Timothy M Pawlik1, Michael A Choti.   

Abstract

Following resection of hepatic colorectal metastases, there are few criteria for predicting which patients have more aggressive disease and are, therefore, more likely to experience recurrence and reduced survival. Traditionally, primary tumor stage, preoperative carcinoembryonic antigen level, time from primary tumor treatment to diagnosis of hepatic metastases (disease-free interval), hepatic tumor size, number of hepatic metastases, and presence of extrahepatic disease have been reported to be predictors of survival after resection. However, the data regarding the prognostic importance of these clinicopathologic factors are inconsistent and conflicting. Therefore, conventional clinicopathologic factors may be inadequate for the purposes of prognostication. More recently, there has been increased interest in identifying biologic indicators that may help better define patients at risk for recurrence after hepatic resection for colorectal metastases.
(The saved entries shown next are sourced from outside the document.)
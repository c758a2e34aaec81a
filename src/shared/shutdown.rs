//! Graceful shutdown handling
//!
//! A single latch shared by the background tasks and the service runtime.

use std::sync::Arc;
use std::time::Duration;

use tokio::sync::watch;
use tracing::info;

/// Cloneable shutdown latch. Once triggered it stays triggered.
#[derive(Clone)]
pub struct ShutdownSignal {
    sender: Arc<watch::Sender<bool>>,
}

impl ShutdownSignal {
    pub fn new() -> Self {
        let (sender, _) = watch::channel(false);
        Self {
            sender: Arc::new(sender),
        }
    }

    pub fn is_triggered(&self) -> bool {
        *self.sender.borrow()
    }

    pub fn trigger(&self) {
        if !self.sender.send_replace(true) {
            info!("🛑 Shutdown signal triggered");
        }
    }

    /// Resolves once the signal has been triggered, immediately if it already was.
    pub async fn wait(&self) {
        let mut rx = self.sender.subscribe();
        let _ = rx.wait_for(|triggered| *triggered).await;
    }
}

impl Default for ShutdownSignal {
    fn default() -> Self {
        Self::new()
    }
}

/// Wait for SIGTERM / SIGINT (Ctrl+C elsewhere) and trigger the signal.
pub async fn listen_for_shutdown_signals(shutdown: ShutdownSignal) {
    #[cfg(unix)]
    {
        use tokio::signal::unix::{signal, SignalKind};

        let (mut sigterm, mut sigint) =
            match (signal(SignalKind::terminate()), signal(SignalKind::interrupt())) {
                (Ok(term), Ok(int)) => (term, int),
                (Err(e), _) | (_, Err(e)) => {
                    tracing::error!(error = %e, "Failed to install signal handlers");
                    return;
                }
            };

        tokio::select! {
            _ = sigterm.recv() => info!("📡 Received SIGTERM signal"),
            _ = sigint.recv() => info!("📡 Received SIGINT signal (Ctrl+C)"),
        }
    }

    #[cfg(not(unix))]
    {
        if let Err(e) = tokio::signal::ctrl_c().await {
            tracing::error!(error = %e, "Failed to install Ctrl+C handler");
            return;
        }
        info!("📡 Received Ctrl+C signal");
    }

    shutdown.trigger();
}

/// Owns the process-wide shutdown signal and the grace period given to
/// background tasks once it fires.
pub struct ShutdownCoordinator {
    signal: ShutdownSignal,
    timeout: Duration,
}

impl ShutdownCoordinator {
    pub fn new(timeout_secs: u64) -> Self {
        Self {
            signal: ShutdownSignal::new(),
            timeout: Duration::from_secs(timeout_secs),
        }
    }

    pub fn signal(&self) -> ShutdownSignal {
        self.signal.clone()
    }

    pub fn timeout(&self) -> Duration {
        self.timeout
    }

    pub fn start_signal_listener(&self) {
        let signal = self.signal.clone();
        tokio::spawn(listen_for_shutdown_signals(signal));
    }
}
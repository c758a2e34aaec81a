//! Error taxonomy
//!
//! Aggregates fail with [`DomainError`], repositories with [`InfraError`],
//! use cases with [`AppError`] wrapping either.

use thiserror::Error;

use crate::domain::reservation::ReservationConflict;

/// Coarse error classification used by callers to map failures to their
/// own status codes.
#[derive(Debug, Clone, Copy, PartialEq, Eq)]
pub enum ErrorKind {
    InvalidPeriod,
    InvalidStatusTransition,
    InvalidFuelLevel,
    InvalidKm,
    InvalidReservation,
    InvalidCar,
    InvalidCustomer,
    NotFound,
    Conflict,
    Infrastructure,
}

impl ErrorKind {
    pub fn as_str(&self) -> &'static str {
        match self {
            Self::InvalidPeriod => "InvalidPeriod",
            Self::InvalidStatusTransition => "InvalidStatusTransition",
            Self::InvalidFuelLevel => "InvalidFuelLevel",
            Self::InvalidKm => "InvalidKm",
            Self::InvalidReservation => "InvalidReservation",
            Self::InvalidCar => "InvalidCar",
            Self::InvalidCustomer => "InvalidCustomer",
            Self::NotFound => "NotFound",
            Self::Conflict => "Conflict",
            Self::Infrastructure => "Infrastructure",
        }
    }
}

impl std::fmt::Display for ErrorKind {
    fn fmt(&self, f: &mut std::fmt::Formatter<'_>) -> std::fmt::Result {
        write!(f, "{}", self.as_str())
    }
}

/// Expected business-rule violations. Never fatal.
#[derive(Debug, Clone, PartialEq, Eq, Error)]
pub enum DomainError {
    #[error("Invalid period: start {start} must be before end {end}")]
    InvalidPeriod {
        start: chrono::DateTime<chrono::Utc>,
        end: chrono::DateTime<chrono::Utc>,
    },

    #[error("Cannot {operation} a {entity} in status {from}")]
    InvalidStatusTransition {
        entity: &'static str,
        from: &'static str,
        operation: &'static str,
    },

    #[error("Invalid fuel level: {0}")]
    InvalidFuelLevel(String),

    #[error("Invalid km: {0}")]
    InvalidKm(String),

    #[error("Invalid reservation: {0}")]
    InvalidReservation(String),

    #[error("Invalid car: {0}")]
    InvalidCar(String),

    #[error("Invalid customer: {0}")]
    InvalidCustomer(String),

    #[error("Not found: {entity} with {field}={value}")]
    NotFound {
        entity: &'static str,
        field: &'static str,
        value: String,
    },

    #[error("Reservation conflict: {0}")]
    Conflict(ReservationConflict),
}

impl DomainError {
    pub fn kind(&self) -> ErrorKind {
        match self {
            Self::InvalidPeriod { .. } => ErrorKind::InvalidPeriod,
            Self::InvalidStatusTransition { .. } => ErrorKind::InvalidStatusTransition,
            Self::InvalidFuelLevel(_) => ErrorKind::InvalidFuelLevel,
            Self::InvalidKm(_) => ErrorKind::InvalidKm,
            Self::InvalidReservation(_) => ErrorKind::InvalidReservation,
            Self::InvalidCar(_) => ErrorKind::InvalidCar,
            Self::InvalidCustomer(_) => ErrorKind::InvalidCustomer,
            Self::NotFound { .. } => ErrorKind::NotFound,
            Self::Conflict(_) => ErrorKind::Conflict,
        }
    }

    pub fn not_found(entity: &'static str, id: impl ToString) -> Self {
        Self::NotFound {
            entity,
            field: "id",
            value: id.to_string(),
        }
    }
}

/// Storage failures. These abort the use case.
#[derive(Debug, Error)]
pub enum InfraError {
    #[error("Database error: {0}")]
    Database(#[from] sea_orm::DbErr),

    #[error("Corrupted record: {0}")]
    Corrupted(String),
}

#[derive(Debug, Error)]
pub enum AppError {
    #[error(transparent)]
    Domain(#[from] DomainError),

    #[error(transparent)]
    Infra(#[from] InfraError),
}

impl AppError {
    pub fn kind(&self) -> ErrorKind {
        match self {
            Self::Domain(e) => e.kind(),
            Self::Infra(_) => ErrorKind::Infrastructure,
        }
    }

    /// Whether the failure came from infrastructure rather than a business rule.
    pub fn is_fatal(&self) -> bool {
        matches!(self, Self::Infra(_))
    }

    pub fn as_domain(&self) -> Option<&DomainError> {
        match self {
            Self::Domain(e) => Some(e),
            Self::Infra(_) => None,
        }
    }
}

/// Result type for aggregate operations
pub type DomainResult<T> = Result<T, DomainError>;

/// Result type for repository operations
pub type StoreResult<T> = Result<T, InfraError>;

/// Result type for use cases
pub type AppResult<T> = Result<T, AppError>;

#[cfg(test)]
mod tests {
    use super::*;

    #[test]
    fn domain_errors_are_not_fatal() {
        let err: AppError = DomainError::InvalidKm("negative".into()).into();
        assert!(!err.is_fatal());
        assert_eq!(err.kind(), ErrorKind::InvalidKm);
    }

    #[test]
    fn infra_errors_are_fatal() {
        let err: AppError = InfraError::Corrupted("bad status".into()).into();
        assert!(err.is_fatal());
        assert_eq!(err.kind(), ErrorKind::Infrastructure);
        assert!(err.as_domain().is_none());
    }

    #[test]
    fn status_transition_message() {
        let err = DomainError::InvalidStatusTransition {
            entity: "reservation",
            from: "Cancelled",
            operation: "cancel",
        };
        assert_eq!(err.to_string(), "Cannot cancel a reservation in status Cancelled");
    }

    #[test]
    fn not_found_message() {
        let err = DomainError::not_found("Rental", 42);
        assert_eq!(err.to_string(), "Not found: Rental with id=42");
        assert_eq!(err.kind(), ErrorKind::NotFound);
    }
}
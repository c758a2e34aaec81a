//! Rental period value object

use chrono::{DateTime, Duration, Utc};

use crate::shared::errors::{DomainError, DomainResult};

/// Half-open time interval `[start, end)`.
///
/// Only constructible through [`RentalPeriod::new`], so `start < end` always holds.
#[derive(Debug, Clone, Copy, PartialEq, Eq, Hash)]
pub struct RentalPeriod {
    start: DateTime<Utc>,
    end: DateTime<Utc>,
}

impl RentalPeriod {
    pub fn new(start: DateTime<Utc>, end: DateTime<Utc>) -> DomainResult<Self> {
        if start >= end {
            return Err(DomainError::InvalidPeriod { start, end });
        }
        Ok(Self { start, end })
    }

    pub fn start(&self) -> DateTime<Utc> {
        self.start
    }

    pub fn end(&self) -> DateTime<Utc> {
        self.end
    }

    pub fn duration(&self) -> Duration {
        self.end - self.start
    }

    /// Touching endpoints do not overlap.
    pub fn overlaps(&self, other: &RentalPeriod) -> bool {
        self.start < other.end && other.start < self.end
    }

    pub fn contains(&self, instant: DateTime<Utc>) -> bool {
        self.start <= instant && instant < self.end
    }
}

impl std::fmt::Display for RentalPeriod {
    fn fmt(&self, f: &mut std::fmt::Formatter<'_>) -> std::fmt::Result {
        write!(f, "[{}, {})", self.start.to_rfc3339(), self.end.to_rfc3339())
    }
}
//! Create cars table

use sea_orm_migration::prelude::*;

#[derive(DeriveMigrationName)]
pub struct Migration;

#[async_trait::async_trait]
impl MigrationTrait for Migration {
    async fn up(&self, manager: &SchemaManager) -> Result<(), DbErr> {
        manager
            .create_table(
                Table::create()
                    .table(Cars::Table)
                    .if_not_exists()
                    .col(ColumnDef::new(Cars::Id).uuid().not_null().primary_key())
                    .col(
                        ColumnDef::new(Cars::Plate)
                            .string_len(32)
                            .not_null()
                            .unique_key(),
                    )
                    .col(ColumnDef::new(Cars::Category).string_len(64).not_null())
                    .col(
                        ColumnDef::new(Cars::CreatedAt)
                            .timestamp_with_time_zone()
                            .not_null(),
                    )
                    .to_owned(),
            )
            .await?;

        manager
            .create_index(
                Index::create()
                    .name("idx_cars_category")
                    .table(Cars::Table)
                    .col(Cars::Category)
                    .to_owned(),
            )
            .await
    }

    async fn down(&self, manager: &SchemaManager) -> Result<(), DbErr> {
        manager
            .drop_table(Table::drop().table(Cars::Table).to_owned())
            .await
    }
}

#[derive(Iden)]
pub enum Cars {
    Table,
    Id,
    Plate,
    Category,
    CreatedAt,
}
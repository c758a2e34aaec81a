//! Car repository interface

use async_trait::async_trait;
use uuid::Uuid;

use super::model::Car;
use crate::shared::errors::StoreResult;

#[async_trait]
pub trait CarRepository: Send + Sync {
    /// Insert a new car
    async fn add(&self, car: Car) -> StoreResult<()>;

    async fn find_by_id(&self, id: Uuid) -> StoreResult<Option<Car>>;

    async fn find_by_plate(&self, plate: &str) -> StoreResult<Option<Car>>;

    /// All cars, ordered by plate
    async fn find_all(&self) -> StoreResult<Vec<Car>>;
}
//! Capacity conflict policy for reservations
//!
//! A category can hold at most as many overlapping confirmed reservations
//! as it has cars. The verdict is recomputed on every check.

use async_trait::async_trait;
use uuid::Uuid;

use crate::domain::car::CarCategory;
use crate::domain::period::RentalPeriod;
use crate::shared::errors::{DomainError, DomainResult, StoreResult};

/// Outcome of a capacity check. Never persisted.
#[derive(Debug, Clone, Copy, PartialEq, Eq)]
pub enum ReservationConflict {
    None,
    /// The category has no cars at all
    NoCategoryCapacity,
    /// Every car of the category is already taken for part of the period
    OverCapacity,
}

impl ReservationConflict {
    pub fn evaluate(capacity: u64, overlapping_confirmed: u64) -> Self {
        if capacity == 0 {
            Self::NoCategoryCapacity
        } else if overlapping_confirmed >= capacity {
            Self::OverCapacity
        } else {
            Self::None
        }
    }

    pub fn is_none(&self) -> bool {
        matches!(self, Self::None)
    }

    pub fn ensure_none(self) -> DomainResult<()> {
        if self.is_none() {
            Ok(())
        } else {
            Err(DomainError::Conflict(self))
        }
    }

    pub fn as_str(&self) -> &'static str {
        match self {
            Self::None => "None",
            Self::NoCategoryCapacity => "NoCategoryCapacity",
            Self::OverCapacity => "OverCapacity",
        }
    }
}

impl std::fmt::Display for ReservationConflict {
    fn fmt(&self, f: &mut std::fmt::Formatter<'_>) -> std::fmt::Result {
        f.write_str(self.as_str())
    }
}

/// Number of cars available in a category
#[async_trait]
pub trait CapacitySource: Send + Sync {
    async fn count_cars_in_category(&self, category: &CarCategory) -> StoreResult<u64>;
}

/// Number of confirmed reservations overlapping a period
#[async_trait]
pub trait OverlapSource: Send + Sync {
    /// Counts `Confirmed` reservations of `category` whose period overlaps
    /// `period` (half-open), ignoring `exclude`.
    async fn count_confirmed_overlapping(
        &self,
        category: &CarCategory,
        period: &RentalPeriod,
        exclude: Option<Uuid>,
    ) -> StoreResult<u64>;
}

/// Decides whether a reservation can hold capacity for a period.
///
/// Read-only: two counts, no writes, safe to call repeatedly.
pub struct ReservationConflictPolicy<'a> {
    capacity: &'a dyn CapacitySource,
    overlaps: &'a dyn OverlapSource,
}

impl<'a> ReservationConflictPolicy<'a> {
    pub fn new(capacity: &'a dyn CapacitySource, overlaps: &'a dyn OverlapSource) -> Self {
        Self { capacity, overlaps }
    }

    pub async fn check(
        &self,
        category: &CarCategory,
        period: &RentalPeriod,
        exclude: Option<Uuid>,
    ) -> StoreResult<ReservationConflict> {
        let capacity = self.capacity.count_cars_in_category(category).await?;
        if capacity == 0 {
            return Ok(ReservationConflict::NoCategoryCapacity);
        }

        let overlapping = self
            .overlaps
            .count_confirmed_overlapping(category, period, exclude)
            .await?;

        Ok(ReservationConflict::evaluate(capacity, overlapping))
    }
}
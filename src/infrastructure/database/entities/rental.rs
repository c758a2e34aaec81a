//! Rental entity

use sea_orm::entity::prelude::*;
use serde::{Deserialize, Serialize};

/// Fuel gauge position as stored
#[derive(Debug, Clone, Copy, PartialEq, Eq, EnumIter, DeriveActiveEnum, Serialize, Deserialize)]
#[sea_orm(rs_type = "String", db_type = "String(StringLen::N(16))")]
pub enum FuelGauge {
    #[sea_orm(string_value = "Empty")]
    Empty,
    #[sea_orm(string_value = "Quarter")]
    Quarter,
    #[sea_orm(string_value = "Half")]
    Half,
    #[sea_orm(string_value = "ThreeQuarters")]
    ThreeQuarters,
    #[sea_orm(string_value = "Full")]
    Full,
}

#[derive(Clone, Debug, PartialEq, DeriveEntityModel, Serialize, Deserialize)]
#[sea_orm(table_name = "rentals")]
pub struct Model {
    #[sea_orm(primary_key, auto_increment = false)]
    pub id: Uuid,

    #[sea_orm(unique)]
    pub reservation_id: Uuid,

    pub customer_id: Uuid,
    pub car_id: Uuid,

    pub km_out: i64,
    pub fuel_out: FuelGauge,
    pub picked_up_at: DateTimeUtc,

    #[sea_orm(nullable)]
    pub km_in: Option<i64>,

    #[sea_orm(nullable)]
    pub fuel_in: Option<FuelGauge>,

    #[sea_orm(nullable)]
    pub returned_at: Option<DateTimeUtc>,
}

#[derive(Copy, Clone, Debug, EnumIter, DeriveRelation)]
pub enum Relation {
    #[sea_orm(
        belongs_to = "super::reservation::Entity",
        from = "Column::ReservationId",
        to = "super::reservation::Column::Id"
    )]
    Reservation,
    #[sea_orm(
        belongs_to = "super::car::Entity",
        from = "Column::CarId",
        to = "super::car::Column::Id"
    )]
    Car,
}

impl Related<super::reservation::Entity> for Entity {
    fn to() -> RelationDef {
        Relation::Reservation.def()
    }
}

impl Related<super::car::Entity> for Entity {
    fn to() -> RelationDef {
        Relation::Car.def()
    }
}

impl ActiveModelBehavior for ActiveModel {}
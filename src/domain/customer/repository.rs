//! Customer repository interface

use async_trait::async_trait;
use uuid::Uuid;

use super::model::Customer;
use crate::shared::errors::StoreResult;

#[async_trait]
pub trait CustomerRepository: Send + Sync {
    async fn add(&self, customer: Customer) -> StoreResult<()>;

    async fn find_by_id(&self, id: Uuid) -> StoreResult<Option<Customer>>;

    /// Lookup by normalized (lowercase) email
    async fn find_by_email(&self, email: &str) -> StoreResult<Option<Customer>>;
}
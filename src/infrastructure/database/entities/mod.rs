//! Database entities module

pub mod car;
pub mod customer;
pub mod rental;
pub mod reservation;

pub use car::Entity as Car;
pub use customer::Entity as Customer;
pub use rental::Entity as Rental;
pub use reservation::Entity as Reservation;
//! Fleet and customer registration

use std::sync::Arc;

use tracing::info;
use uuid::Uuid;
use validator::Validate;

use crate::domain::{Car, CarCategory, Customer, DomainError, RepositoryProvider};
use crate::shared::errors::AppResult;

#[derive(Debug, Clone, Validate)]
pub struct RegisterCar {
    #[validate(length(min = 1, max = 20))]
    pub plate: String,
    #[validate(length(min = 1, max = 50))]
    pub category: String,
}

#[derive(Debug, Clone, Validate)]
pub struct RegisterCustomer {
    #[validate(length(min = 1, max = 200))]
    pub full_name: String,
    #[validate(email)]
    pub email: String,
}

/// Registers the cars that make up category capacity and the customers
/// that hold reservations.
pub struct FleetService {
    repos: Arc<dyn RepositoryProvider>,
}

impl FleetService {
    pub fn new(repos: Arc<dyn RepositoryProvider>) -> Self {
        Self { repos }
    }

    pub async fn register_car(&self, cmd: RegisterCar) -> AppResult<Car> {
        cmd.validate()
            .map_err(|e| DomainError::InvalidCar(e.to_string()))?;

        let car = Car::new(&cmd.plate, CarCategory::new(&cmd.category)?)?;
        if self.repos.cars().find_by_plate(&car.plate).await?.is_some() {
            return Err(
                DomainError::InvalidCar(format!("plate {} is already registered", car.plate)).into(),
            );
        }

        self.repos.cars().add(car.clone()).await?;
        info!(car_id = %car.id, plate = %car.plate, category = %car.category, "Car registered");
        Ok(car)
    }

    pub async fn register_customer(&self, cmd: RegisterCustomer) -> AppResult<Customer> {
        cmd.validate()
            .map_err(|e| DomainError::InvalidCustomer(e.to_string()))?;

        let customer = Customer::new(&cmd.full_name, &cmd.email);
        if self
            .repos
            .customers()
            .find_by_email(&customer.email)
            .await?
            .is_some()
        {
            return Err(DomainError::InvalidCustomer(format!(
                "email {} is already registered",
                customer.email
            ))
            .into());
        }

        self.repos.customers().add(customer.clone()).await?;
        info!(customer_id = %customer.id, "Customer registered");
        Ok(customer)
    }

    pub async fn get_car(&self, id: Uuid) -> AppResult<Car> {
        self.repos
            .cars()
            .find_by_id(id)
            .await?
            .ok_or_else(|| DomainError::not_found("Car", id).into())
    }

    pub async fn get_customer(&self, id: Uuid) -> AppResult<Customer> {
        self.repos
            .customers()
            .find_by_id(id)
            .await?
            .ok_or_else(|| DomainError::not_found("Customer", id).into())
    }

    pub async fn list_cars(&self) -> AppResult<Vec<Car>> {
        Ok(self.repos.cars().find_all().await?)
    }
}

#[cfg(test)]
mod tests {
    use super::*;
    use crate::infrastructure::storage::InMemoryRepositoryProvider;
    use crate::shared::errors::ErrorKind;

    fn service() -> FleetService {
        FleetService::new(Arc::new(InMemoryRepositoryProvider::new()))
    }

    fn car(plate: &str, category: &str) -> RegisterCar {
        RegisterCar {
            plate: plate.into(),
            category: category.into(),
        }
    }

    #[tokio::test]
    async fn register_and_fetch_car() {
        let fleet = service();
        let registered = fleet.register_car(car("b-42", "SUV")).await.unwrap();
        assert_eq!(registered.plate, "B-42");
        assert_eq!(registered.category.as_str(), "suv");
        assert_eq!(fleet.get_car(registered.id).await.unwrap(), registered);
    }

    #[tokio::test]
    async fn duplicate_plate_rejected() {
        let fleet = service();
        fleet.register_car(car("B-42", "suv")).await.unwrap();
        let err = fleet.register_car(car("b-42", "economy")).await.unwrap_err();
        assert_eq!(err.kind(), ErrorKind::InvalidCar);
        assert_eq!(fleet.list_cars().await.unwrap().len(), 1);
    }

    #[tokio::test]
    async fn empty_plate_rejected() {
        let err = service().register_car(car("", "suv")).await.unwrap_err();
        assert_eq!(err.kind(), ErrorKind::InvalidCar);
    }

    #[tokio::test]
    async fn register_customer_validates_email() {
        let fleet = service();
        let err = fleet
            .register_customer(RegisterCustomer {
                full_name: "Edsger".into(),
                email: "not-an-email".into(),
            })
            .await
            .unwrap_err();
        assert_eq!(err.kind(), ErrorKind::InvalidCustomer);

        let customer = fleet
            .register_customer(RegisterCustomer {
                full_name: "Edsger Dijkstra".into(),
                email: "edsger@example.org".into(),
            })
            .await
            .unwrap();
        assert_eq!(fleet.get_customer(customer.id).await.unwrap(), customer);
    }

    #[tokio::test]
    async fn duplicate_email_rejected() {
        let fleet = service();
        let cmd = RegisterCustomer {
            full_name: "Barbara Liskov".into(),
            email: "barbara@example.org".into(),
        };
        fleet.register_customer(cmd.clone()).await.unwrap();
        let err = fleet
            .register_customer(RegisterCustomer {
                email: "Barbara@Example.org".into(),
                ..cmd
            })
            .await
            .unwrap_err();
        assert_eq!(err.kind(), ErrorKind::InvalidCustomer);
    }

    #[tokio::test]
    async fn unknown_ids_are_not_found() {
        let fleet = service();
        assert_eq!(
            fleet.get_car(Uuid::new_v4()).await.unwrap_err().kind(),
            ErrorKind::NotFound
        );
        assert_eq!(
            fleet.get_customer(Uuid::new_v4()).await.unwrap_err().kind(),
            ErrorKind::NotFound
        );
    }
}
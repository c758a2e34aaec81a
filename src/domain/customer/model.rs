//! Customer domain entity

use chrono::{DateTime, Utc};
use uuid::Uuid;

/// A registered customer who can hold reservations and rentals
#[derive(Debug, Clone, PartialEq)]
pub struct Customer {
    pub id: Uuid,
    pub full_name: String,
    /// Unique, stored lowercase
    pub email: String,
    pub created_at: DateTime<Utc>,
}

impl Customer {
    /// Input is expected to be validated by the caller.
    pub fn new(full_name: &str, email: &str) -> Self {
        Self {
            id: Uuid::new_v4(),
            full_name: full_name.trim().to_string(),
            email: email.trim().to_lowercase(),
            created_at: Utc::now(),
        }
    }
}

#[cfg(test)]
mod tests {
    use super::*;

    #[test]
    fn new_customer_normalizes_email() {
        let c = Customer::new(" Ada Lovelace ", " Ada@Example.COM ");
        assert_eq!(c.full_name, "Ada Lovelace");
        assert_eq!(c.email, "ada@example.com");
    }
}
//! Car entity

use sea_orm::entity::prelude::*;
use serde::{Deserialize, Serialize};

#[derive(Clone, Debug, PartialEq, DeriveEntityModel, Serialize, Deserialize)]
#[sea_orm(table_name = "cars")]
pub struct Model {
    #[sea_orm(primary_key, auto_increment = false)]
    pub id: Uuid,

    #[sea_orm(unique)]
    pub plate: String,

    /// Normalized (lowercase) category name
    pub category: String,

    pub created_at: DateTimeUtc,
}

#[derive(Copy, Clone, Debug, EnumIter, DeriveRelation)]
pub enum Relation {
    #[sea_orm(has_many = "super::rental::Entity")]
    Rentals,
}

impl Related<super::rental::Entity> for Entity {
    fn to() -> RelationDef {
        Relation::Rentals.def()
    }
}

impl ActiveModelBehavior for ActiveModel {}
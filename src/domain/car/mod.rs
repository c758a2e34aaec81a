//! Car aggregate
//!
//! Cars provide the per-category capacity that reservations are checked against.

pub mod model;
pub mod repository;

pub use model::{Car, CarCategory};
pub use repository::CarRepository;
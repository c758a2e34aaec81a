//! Reservation aggregate
//!
//! Contains the Reservation entity, its state machine, the capacity
//! conflict policy and the repository interface.

pub mod conflict;
pub mod model;
pub mod repository;

pub use conflict::{CapacitySource, OverlapSource, ReservationConflict, ReservationConflictPolicy};
pub use model::{Reservation, ReservationStatus};
pub use repository::ReservationRepository;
Recent studies have shown that proliferation markers such as p53 expression, tritiated thymidine uptake, thymidylate synthase, Ki-67, and human telomerase reverse transcriptase may be better predictors of outcome after resection of hepatic colorectal metastases. Moreover, tumor response to preoperative chemotherapy may also prove to be a useful predictor of outcome following liver resection for colorectal metastases.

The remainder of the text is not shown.